The European Court in July 2009 found that the mere discretion of the Irish Courts to award costs after the event was not a valid implementation of the obligations in relation to ensuring the appellant’s rights in relation to ‘not prohibitively expensive’. Indeed Irish case law in the High Court on this issue had been pretty disastrous, in Friends of the Curragh Environment Limited v An Bord Pleanála [2006] IEHC 243[21], Justice Kelly declined to make a protective cost order available, instead stating with regard to the Directive’s requirement on ‘not prohibitively expensive’:
- “The language is not sufficiently precise, clear or unconditional to render it of direct effect”.
Even worse happened in the case of Volkmar Klohn[22], who contested a planning decision adjacent to his organic farm in County Sligo, he was left not only with his own costs but also €86,000 of An Bord Pleanala’s costs. Justice Hedigan stating in May 2011 in relation to Article 29.6 of the Constitution, which provides that:
- “No international agreement shall be part of the domestic law of the State save as may be determined by the Oireachtas.”

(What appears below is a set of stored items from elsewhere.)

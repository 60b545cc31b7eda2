//! Styled-container extraction (spec §4.6): the background, border, and
//! shadow of a plain `<div>`-like element become a `Shape`/`BgImage`/
//! `Gradient`/`Line` record, emitted under whatever text the same element's
//! children produce rather than consuming the element outright.

use crate::color::parse_color;
use crate::dom::{BorderEdge, ElementNode, NodeId};
use crate::model::{
    BackgroundStyle, BgImageElement, ElementRecord, GradientElement, LineElement, LineStyle,
    ShapeElement, ShapeStyle,
};
use crate::shadow::parse_box_shadow;
use crate::units::{px_to_in, px_to_pt};

const CONTAINER_STYLING_EXEMPT_TAGS: &[&str] = &["table", "img", "svg", "ul", "ol", "li"];

/// Pushes zero or more decoration records for `el`'s own background/border/
/// shadow, independent of whatever leaf kind the element is also classified
/// as (a `<div>` can simultaneously be a styled container and, via its
/// children, host a text or list element drawn on top of it). Every pushed
/// record shares `node_id`, the one that also feeds `rasterize::rasterize_all`.
pub fn emit_container_styling(
    node_id: NodeId,
    el: &ElementNode,
    elements: &mut Vec<ElementRecord>,
    node_ids: &mut Vec<NodeId>,
) {
    if CONTAINER_STYLING_EXEMPT_TAGS.contains(&el.tag.as_str()) {
        return;
    }
    let pushed_before = elements.len();

    let position = super::resolved_position(el);
    let bg = el.computed.background_image.trim();
    if !bg.is_empty() && bg != "none" {
        if bg.to_ascii_lowercase().contains("gradient") {
            elements.push(ElementRecord::Gradient(GradientElement {
                gradient: bg.to_string(),
                position,
                style: None,
            }));
        } else {
            elements.push(ElementRecord::BgImage(BgImageElement { position, style: background_style(el) }));
        }
    }

    let fill = el.computed.has_background_color().then(|| {
        parse_color(&el.computed.background_color).expect("has_background_color implies parseable").hex_string()
    });
    let transparency = parse_color(&el.computed.background_color).map(|c| c.transparency);
    let shadow = parse_box_shadow(&el.computed.box_shadow);

    if el.computed.has_uniform_border() {
        let edge = &el.computed.border_top;
        elements.push(ElementRecord::Shape(ShapeElement {
            position,
            text: String::new(),
            shape: ShapeStyle {
                fill,
                transparency,
                line: Some(LineStyle { color: edge_hex(edge), width_pt: px_to_pt(edge.width_px) }),
                rect_radius_inches: border_radius_in(el),
                shadow,
            },
        }));
    } else if el.computed.has_any_border() {
        if fill.is_some() || shadow.is_some() {
            elements.push(ElementRecord::Shape(ShapeElement {
                position,
                text: String::new(),
                shape: ShapeStyle { fill, transparency, line: None, rect_radius_inches: 0.0, shadow },
            }));
        }
        for (edge, (x1, y1, x2, y2)) in border_edges_with_geometry(el) {
            if edge.is_rendered() {
                elements.push(ElementRecord::Line(LineElement {
                    x1,
                    y1,
                    x2,
                    y2,
                    width_pt: px_to_pt(edge.width_px),
                    color: edge_hex(edge),
                }));
            }
        }
    } else if fill.is_some() || shadow.is_some() {
        elements.push(ElementRecord::Shape(ShapeElement {
            position,
            text: String::new(),
            shape: ShapeStyle { fill, transparency, line: None, rect_radius_inches: border_radius_in(el), shadow },
        }));
    }

    node_ids.extend(std::iter::repeat(node_id).take(elements.len() - pushed_before));
}

fn background_style(el: &ElementNode) -> BackgroundStyle {
    let field = |raw: &str| (!raw.trim().is_empty() && raw.trim() != "none").then(|| raw.to_string());
    BackgroundStyle {
        background_image: field(&el.computed.background_image),
        background_repeat: field(&el.computed.background_repeat),
        background_size: field(&el.computed.background_size),
        background_position: field(&el.computed.background_position),
        background_color: el.computed.has_background_color().then(|| el.computed.background_color.clone()),
    }
}

fn edge_hex(edge: &BorderEdge) -> String {
    parse_color(&edge.color).map(|c| c.hex_string()).unwrap_or_default()
}

fn border_radius_in(el: &ElementNode) -> f64 {
    crate::units::Length::parse(&el.computed.border_radius).and_then(crate::units::Length::to_inches).unwrap_or(0.0)
}

/// Each edge's line is drawn at the edge's own centerline, inset by half its
/// own thickness from the box's outer edge (spec §4.6), not on the raw box
/// boundary.
fn border_edges_with_geometry(el: &ElementNode) -> [(&BorderEdge, (f64, f64, f64, f64)); 4] {
    let r = el.rect;
    let (x, y, w, h) = (px_to_in(r.x), px_to_in(r.y), px_to_in(r.w), px_to_in(r.h));
    let inset = |edge: &BorderEdge| px_to_in(edge.width_px) / 2.0;

    let top = inset(&el.computed.border_top);
    let right = inset(&el.computed.border_right);
    let bottom = inset(&el.computed.border_bottom);
    let left = inset(&el.computed.border_left);

    [
        (&el.computed.border_top, (x, y + top, x + w, y + top)),
        (&el.computed.border_right, (x + w - right, y, x + w - right, y + h)),
        (&el.computed.border_bottom, (x, y + h - bottom, x + w, y + h - bottom)),
        (&el.computed.border_left, (x + left, y, x + left, y + h)),
    ]
}
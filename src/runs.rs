//! The inline run flattener (spec §4.2/§4.4): walks a text element's
//! children and turns inline markup (`<b>`, `<span style="color:...">`,
//! `<br>`, ...) into a flat `Run[]`, the shape every downstream text/list/
//! table-cell extractor needs before it can decide between `Run[]` and a
//! single plain string.

use crate::color::parse_color;
use crate::constants::INLINE_TEXT_WHITELIST;
use crate::dom::{ElementNode, ExtractedDocument, NodeData, NodeId};
use crate::errors::ValidationError;
use crate::font::resolve_bold;
use crate::model::{Run, RunOptions};
use crate::units::px_to_pt;

/// Flattens the inline content of `node_id`'s children into a run list.
///
/// In `block_aware` mode, direct children that are not on the inline
/// whitelist are treated as block-level paragraphs rather than malformed
/// inline wrappers: each is walked for its own runs, and if it has a
/// following meaningful sibling a line break is inserted after it. This is
/// how a styled container holding several `<p>` children collapses into one
/// text body (spec §4.6).
pub fn flatten_runs(
    doc: &ExtractedDocument,
    node_id: NodeId,
    block_aware: bool,
) -> (Vec<Run>, Vec<ValidationError>) {
    let mut runs = Vec::new();
    let mut errors = Vec::new();

    for &child in doc.children(node_id) {
        walk(doc, child, &RunOptions::default(), block_aware, &mut runs, &mut errors);
    }

    (runs, errors)
}

fn walk(
    doc: &ExtractedDocument,
    node_id: NodeId,
    inherited: &RunOptions,
    block_aware: bool,
    runs: &mut Vec<Run>,
    errors: &mut Vec<ValidationError>,
) {
    let node = doc.node(node_id);
    match &node.data {
        NodeData::Text { content } => {
            let text = collapse_runs(content);
            if !text.is_empty() {
                runs.push(Run { text, options: inherited.clone() });
            }
        }
        NodeData::Element(el) => walk_element(doc, node_id, el, inherited, block_aware, runs, errors),
    }
}

fn walk_element(
    doc: &ExtractedDocument,
    node_id: NodeId,
    el: &ElementNode,
    inherited: &RunOptions,
    block_aware: bool,
    runs: &mut Vec<Run>,
    errors: &mut Vec<ValidationError>,
) {
    if el.tag == "br" {
        let mut r = Run::plain("");
        r.options = inherited.clone();
        r.set_break_line();
        runs.push(r);
        return;
    }

    // Flex/grid containers encountered mid-run are classified as their own
    // standalone elements elsewhere in extraction; their content is not
    // part of this run sequence.
    if el.is_layout_display() {
        return;
    }

    let whitelisted = INLINE_TEXT_WHITELIST.contains(&el.tag.as_str());

    if !whitelisted && block_aware {
        for &child in &doc.node(node_id).children {
            walk(doc, child, inherited, false, runs, errors);
        }
        if doc.has_following_meaningful_sibling(node_id) {
            let mut r = Run::plain("");
            r.options = inherited.clone();
            r.set_break_line();
            runs.push(r);
        }
        return;
    }

    if el.computed.margin_left_px > 0.0 || el.computed.margin_right_px > 0.0 {
        errors.push(ValidationError::InlineHorizontalMargin { tag: el.tag.clone() });
    }

    let options = merge_options(inherited, el);
    for &child in &doc.node(node_id).children {
        walk(doc, child, &options, block_aware, runs, errors);
    }
}

fn merge_options(inherited: &RunOptions, el: &ElementNode) -> RunOptions {
    let mut options = inherited.clone();
    let tag = el.tag.as_str();

    if tag == "b" || tag == "strong" || resolve_bold(el.computed.font_weight, &el.computed.font_family) {
        options.bold = Some(true);
    }
    if tag == "i" || tag == "em" || el.computed.font_style == "italic" {
        options.italic = Some(true);
    }
    if tag == "u" || el.computed.text_decoration_line.contains("underline") {
        options.underline = Some(true);
    }
    if let Some(color) = parse_color(&el.computed.color) {
        options.color = Some(color.hex_string());
        options.transparency = Some(color.transparency);
    }
    if el.computed.font_size_px > 0.0 {
        options.font_size = Some(px_to_pt(el.computed.font_size_px));
    }

    options
}

/// Collapses runs of whitespace to a single space without trimming the
/// ends — end-trimming is [`crate::model::TextContent::trim_runs`]'s job,
/// applied once to the whole flattened sequence rather than per text node.
fn collapse_runs(s: &str) -> String {
    let mut out = String::with_capacity(s.len());
    let mut last_was_space = false;
    for c in s.chars() {
        if c.is_whitespace() {
            if !last_was_space {
                out.push(' ');
            }
            last_was_space = true;
        } else {
            out.push(c);
            last_was_space = false;
        }
    }
    out
}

- “With regard to the Aarhus Convention, this convention is not applicable as Ireland has not formally ratified it”.
Therefore, ‘not prohibitively expensive’ simply did not exist; one could not rely on the Aarhus Convention or even the European Legislation, which implemented it.

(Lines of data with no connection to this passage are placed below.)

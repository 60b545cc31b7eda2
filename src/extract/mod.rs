//! The classifier/extractor (spec §4.3): a single traversal of the body
//! subtree that turns each element into exactly one kind of element record,
//! a placeholder, or nothing (pure structural wrapper). A `processed` set
//! keeps an element a descendant branch already consumed (a table's cells,
//! a list's items) from also being visited generically on the way back up.

pub mod container;
pub mod list;
pub mod overflow;
pub mod table;
pub mod text;

use std::collections::HashSet;

use crate::dom::{ElementNode, ExtractedDocument, NodeData, NodeId};
use crate::errors::ValidationError;
use crate::model::{ElementRecord, ImageElement, ImageStyle, Placeholder, Position, SvgElement};
use crate::rotation::{extract_rotation_deg, rotation_aware_rect};

pub struct ExtractionResult {
    pub elements: Vec<ElementRecord>,
    /// `node_ids[i]` is the extracted node `elements[i]` came from, in
    /// lockstep so `rasterize::rasterize_all` can screenshot the right
    /// element without re-walking the document.
    pub node_ids: Vec<NodeId>,
    pub placeholders: Vec<Placeholder>,
    pub errors: Vec<ValidationError>,
}

/// Walks the body's children, not the body element itself: the body's own
/// background is always captured separately as the description's
/// `background` (spec §4.2), never as an extra styled-container record.
pub fn extract(doc: &ExtractedDocument) -> ExtractionResult {
    let mut elements = Vec::new();
    let mut node_ids = Vec::new();
    let mut placeholders = Vec::new();
    let mut errors = Vec::new();
    let mut processed = HashSet::new();

    for &child in doc.children(doc.body) {
        visit(doc, child, &mut elements, &mut node_ids, &mut placeholders, &mut errors, &mut processed);
    }

    ExtractionResult { elements, node_ids, placeholders, errors }
}

fn visit(
    doc: &ExtractedDocument,
    node_id: NodeId,
    elements: &mut Vec<ElementRecord>,
    node_ids: &mut Vec<NodeId>,
    placeholders: &mut Vec<Placeholder>,
    errors: &mut Vec<ValidationError>,
    processed: &mut HashSet<NodeId>,
) {
    if processed.contains(&node_id) {
        return;
    }
    let Some(el) = doc.element(node_id) else { return };

    check_pseudo_elements(el, errors);
    check_forbidden_styling(el, errors);

    // A container's own background/border/shadow is independent of
    // whichever leaf kind (if any) its children also resolve to.
    container::emit_container_styling(node_id, el, elements, node_ids);

    if classify(doc, node_id, el, elements, node_ids, placeholders, errors, processed) {
        processed.insert(node_id);
        return;
    }

    check_unwrapped_text_in_div(doc, node_id, el, errors);
    for &child in doc.children(node_id) {
        visit(doc, child, elements, node_ids, placeholders, errors, processed);
    }
}

fn check_unwrapped_text_in_div(doc: &ExtractedDocument, node_id: NodeId, el: &ElementNode, errors: &mut Vec<ValidationError>) {
    if el.tag != "div" {
        return;
    }
    for &child in doc.children(node_id) {
        if let NodeData::Text { content } = &doc.node(child).data {
            let trimmed = content.trim();
            if !trimmed.is_empty() {
                errors.push(ValidationError::UnwrappedTextInDiv {
                    snippet: trimmed.chars().take(40).collect(),
                });
            }
        }
    }
}

/// Dispatch order per spec §4.3: placeholder, image, svg, flex/grid child
/// span, table, inline-text div, list, text tag. Returns `true` when the
/// element was consumed as a standalone leaf and should not be descended
/// into again.
fn classify(
    doc: &ExtractedDocument,
    node_id: NodeId,
    el: &ElementNode,
    elements: &mut Vec<ElementRecord>,
    node_ids: &mut Vec<NodeId>,
    placeholders: &mut Vec<Placeholder>,
    errors: &mut Vec<ValidationError>,
    processed: &mut HashSet<NodeId>,
) -> bool {
    if let Some(ph) = try_placeholder(el) {
        placeholders.push(ph);
        return true;
    }
    if let Some(img) = try_image(el) {
        elements.push(img);
        node_ids.push(node_id);
        return true;
    }
    if let Some(svg) = try_svg(el) {
        elements.push(svg);
        node_ids.push(node_id);
        return true;
    }
    if let Some(record) = text::try_extract_flex_grid_span(doc, node_id, el, errors) {
        elements.push(record);
        node_ids.push(node_id);
        return true;
    }
    if el.is_layout_display() {
        for &child in doc.children(node_id) {
            visit(doc, child, elements, node_ids, placeholders, errors, processed);
        }
        return true;
    }
    if let Some(record) = table::try_extract_table(doc, node_id, el, errors) {
        elements.push(record);
        node_ids.push(node_id);
        return true;
    }
    if let Some(record) = text::try_extract_inline_text_div(doc, node_id, el, errors) {
        elements.push(record);
        node_ids.push(node_id);
        return true;
    }
    if let Some(record) = list::try_extract_list(doc, node_id, el, errors) {
        elements.push(record);
        node_ids.push(node_id);
        return true;
    }
    if let Some(record) = text::try_extract_text_tag(doc, node_id, el, errors) {
        elements.push(record);
        node_ids.push(node_id);
        return true;
    }
    false
}

fn check_pseudo_elements(el: &ElementNode, errors: &mut Vec<ValidationError>) {
    let is_meaningful = |content: &str| {
        let c = content.trim();
        !c.is_empty() && c != "\"\"" && c != "none" && c != "''"
    };
    if el.pseudo_before_content.as_deref().is_some_and(is_meaningful) {
        errors.push(ValidationError::PseudoElementContent { tag: el.tag.clone(), pseudo: "::before" });
    }
    if el.pseudo_after_content.as_deref().is_some_and(is_meaningful) {
        errors.push(ValidationError::PseudoElementContent { tag: el.tag.clone(), pseudo: "::after" });
    }
}

const TEXT_TAGS: &[&str] = &["p", "h1", "h2", "h3", "h4", "h5", "h6", "ul", "ol", "li"];

fn check_forbidden_styling(el: &ElementNode, errors: &mut Vec<ValidationError>) {
    if !TEXT_TAGS.contains(&el.tag.as_str()) {
        return;
    }
    if el.computed.has_background_color() {
        errors.push(ValidationError::ForbiddenStylingOnText {
            tag: el.tag.clone(),
            reason: "background-color is not supported on text elements".into(),
        });
    }
    if el.computed.has_background_image() {
        errors.push(ValidationError::ForbiddenStylingOnText {
            tag: el.tag.clone(),
            reason: "background-image is not supported on text elements".into(),
        });
    }
    if el.computed.has_any_border() {
        errors.push(ValidationError::ForbiddenStylingOnText {
            tag: el.tag.clone(),
            reason: "border is not supported on text elements".into(),
        });
    }
    if el.computed.has_box_shadow() {
        errors.push(ValidationError::ForbiddenStylingOnText {
            tag: el.tag.clone(),
            reason: "box-shadow is not supported on text elements".into(),
        });
    }
}

fn try_placeholder(el: &ElementNode) -> Option<Placeholder> {
    if el.tag == "table" || !el.has_class("placeholder") {
        return None;
    }
    let id = el.id_attr.clone().filter(|id| !id.is_empty())?;
    let position = resolved_position(el);
    Some(Placeholder { id, x: position.x, y: position.y, w: position.w, h: position.h })
}

fn try_image(el: &ElementNode) -> Option<ElementRecord> {
    if el.tag != "img" {
        return None;
    }
    let src = el.attrs.get("src").cloned().unwrap_or_default();
    let style = image_style(el);
    Some(ElementRecord::Image(ImageElement { src, position: resolved_position(el), style }))
}

fn image_style(el: &ElementNode) -> Option<ImageStyle> {
    let style = ImageStyle {
        object_fit: non_default(&el.computed.object_fit, "fill"),
        object_position: non_default(&el.computed.object_position, "center"),
        border_radius: non_default(&el.computed.border_radius, "0px"),
    };
    (style.object_fit.is_some() || style.object_position.is_some() || style.border_radius.is_some())
        .then_some(style)
}

fn try_svg(el: &ElementNode) -> Option<ElementRecord> {
    if el.tag != "svg" {
        return None;
    }
    let svg = el.outer_html.clone().unwrap_or_default();
    Some(ElementRecord::Svg(SvgElement { svg, position: resolved_position(el) }))
}

fn non_default(value: &str, default: &str) -> Option<String> {
    let v = value.trim();
    if v.is_empty() || v.eq_ignore_ascii_case(default) || (default == "0px" && v == "0") {
        None
    } else {
        Some(v.to_string())
    }
}

/// Applies unit conversion and rotation-aware bounding-box correction to an
/// element's computed box (spec §4.1).
pub(crate) fn resolved_position(el: &ElementNode) -> Position {
    let rotation = extract_rotation_deg(&el.computed.transform, &el.computed.writing_mode);
    rotation_aware_rect(el.rect, el.offset_width, el.offset_height, rotation).to_position()
}

#[cfg(test)]
mod tests {
    use super::*;
    use crate::dom::BodyMetrics;
    use crate::harness::StaticPage;

    fn extract_doc(html: &str) -> ExtractedDocument {
        let mut page = StaticPage::new(
            html,
            BodyMetrics { width_px: 1280.0, height_px: 720.0, scroll_width_px: 1280.0, scroll_height_px: 720.0 },
        );
        crate::browser::Page::extract(&mut page).unwrap()
    }

    #[test]
    fn simple_paragraph_becomes_one_text_element() {
        let doc = extract_doc("<html><body><p>Hello</p></body></html>");
        let result = extract(&doc);
        assert_eq!(result.elements.len(), 1);
        assert!(matches!(result.elements[0], ElementRecord::Text(_)));
        assert!(result.errors.is_empty());
    }

    #[test]
    fn image_tag_becomes_image_element() {
        let doc = extract_doc("<html><body><img src=\"a.png\"></body></html>");
        let result = extract(&doc);
        assert_eq!(result.elements.len(), 1);
        let ElementRecord::Image(img) = &result.elements[0] else { panic!("expected image") };
        assert_eq!(img.src, "a.png");
    }

    #[test]
    fn table_and_surrounding_paragraph_both_extracted() {
        let doc = extract_doc(
            "<html><body><p>caption</p><table><tr><td>a</td></tr></table></body></html>",
        );
        let result = extract(&doc);
        assert_eq!(result.elements.len(), 2);
        assert!(result.elements.iter().any(|e| matches!(e, ElementRecord::Text(_))));
        assert!(result.elements.iter().any(|e| matches!(e, ElementRecord::Table(_))));
    }

    #[test]
    fn placeholder_div_is_not_an_element() {
        let doc = extract_doc("<html><body><div id=\"chart1\" class=\"placeholder\"></div></body></html>");
        let result = extract(&doc);
        assert_eq!(result.placeholders.len(), 1);
        assert_eq!(result.placeholders[0].id, "chart1");
        assert!(result.elements.is_empty());
    }

    #[test]
    fn flex_child_span_becomes_independent_text_block() {
        use crate::dom::ComputedStyle;
        use crate::harness::NodeOverride;

        let mut page = StaticPage::new(
            "<html><body><div id=\"row\"><span>first</span><span>second</span></div></body></html>",
            BodyMetrics { width_px: 1280.0, height_px: 720.0, scroll_width_px: 1280.0, scroll_height_px: 720.0 },
        )
        .with_override(
            "row",
            NodeOverride { computed: ComputedStyle { display: "flex".into(), ..Default::default() }, ..Default::default() },
        );
        let doc = crate::browser::Page::extract(&mut page).unwrap();

        let result = extract(&doc);
        assert_eq!(result.elements.len(), 2);
        assert!(result.elements.iter().all(|e| matches!(e, ElementRecord::Text(t) if t.tag == crate::model::TextTag::Span)));
    }

    #[test]
    fn plain_span_child_of_block_div_is_not_a_span_text_block() {
        let doc = extract_doc("<html><body><div><span>hi</span></div></body></html>");
        let result = extract(&doc);
        assert!(!result.elements.iter().any(|e| matches!(e, ElementRecord::Text(t) if t.tag == crate::model::TextTag::Span)));
    }

    fn bare_element(tag: &str, computed: crate::dom::ComputedStyle) -> ElementNode {
        ElementNode {
            tag: tag.into(),
            id_attr: None,
            class_list: Vec::new(),
            attrs: Default::default(),
            rect: crate::units::PxRect::default(),
            offset_width: 0.0,
            offset_height: 0.0,
            computed,
            pseudo_before_content: None,
            pseudo_after_content: None,
            outer_html: None,
        }
    }

    #[test]
    fn background_color_on_list_item_is_forbidden() {
        use crate::dom::ComputedStyle;
        let el = bare_element("li", ComputedStyle { background_color: "rgb(10,20,30)".into(), ..Default::default() });
        let mut errors = Vec::new();
        check_forbidden_styling(&el, &mut errors);
        assert!(errors.iter().any(|e| matches!(e, ValidationError::ForbiddenStylingOnText { reason, .. } if reason.contains("background-color"))));
    }

    #[test]
    fn border_on_heading_is_forbidden() {
        use crate::dom::{BorderEdge, ComputedStyle};
        let el = bare_element(
            "h1",
            ComputedStyle {
                border_top: BorderEdge { width_px: 1.0, color: "black".into(), style: "solid".into() },
                ..Default::default()
            },
        );
        let mut errors = Vec::new();
        check_forbidden_styling(&el, &mut errors);
        assert!(errors.iter().any(|e| matches!(e, ValidationError::ForbiddenStylingOnText { reason, .. } if reason.contains("border"))));
    }

    #[test]
    fn flex_display_on_heading_is_not_flagged_by_forbidden_styling() {
        use crate::dom::ComputedStyle;
        let el = bare_element("h1", ComputedStyle { display: "flex".into(), ..Default::default() });
        let mut errors = Vec::new();
        check_forbidden_styling(&el, &mut errors);
        assert!(errors.is_empty());
    }
}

There is also the aspect of ‘standing’; could one get over this first threshold of a Court appearance, where one is required to demonstrate a justifiable reason for a full Court hearing? Under Irish law to achieve standing one had to demonstrate ‘substantial interest’ and ‘substantial grounds’ for seeking a Judicial Review. In Harding v Cork County Council [2008] IESC 27[23], the Supreme Court decided that in order to prove a substantial interest in an environmental planning case, an applicant must prove a peculiar and personal interest of significant weight which is affected by or connected with the development in question. This was in contravention to the Aarhus Convention, as it was too restrictive, and was finally updated by the Environment (Miscellaneous Provisions) Act of 2011, in which it was changed to ‘significant interest’.
Indeed despite the ratification of the Aarhus Convention on the 20th June 2012 and it taking effect ninety days later, the situation in relation to access to justice continues to be deplorable. Firstly, following the ruling of European Court in case C-427/07, the Planning and Development (Amendment) Act 2010[24], Section 33 specified for Judicial Reviews related to Directive 85/337/EEC on Environmental Impact Assessment, Directive 2001/42/EC on Strategic Environmental Assessment, Directive 2008/1/EC on Integrated Pollution Prevention and Control that each party (including any Notice Party) shall bear its own costs[25].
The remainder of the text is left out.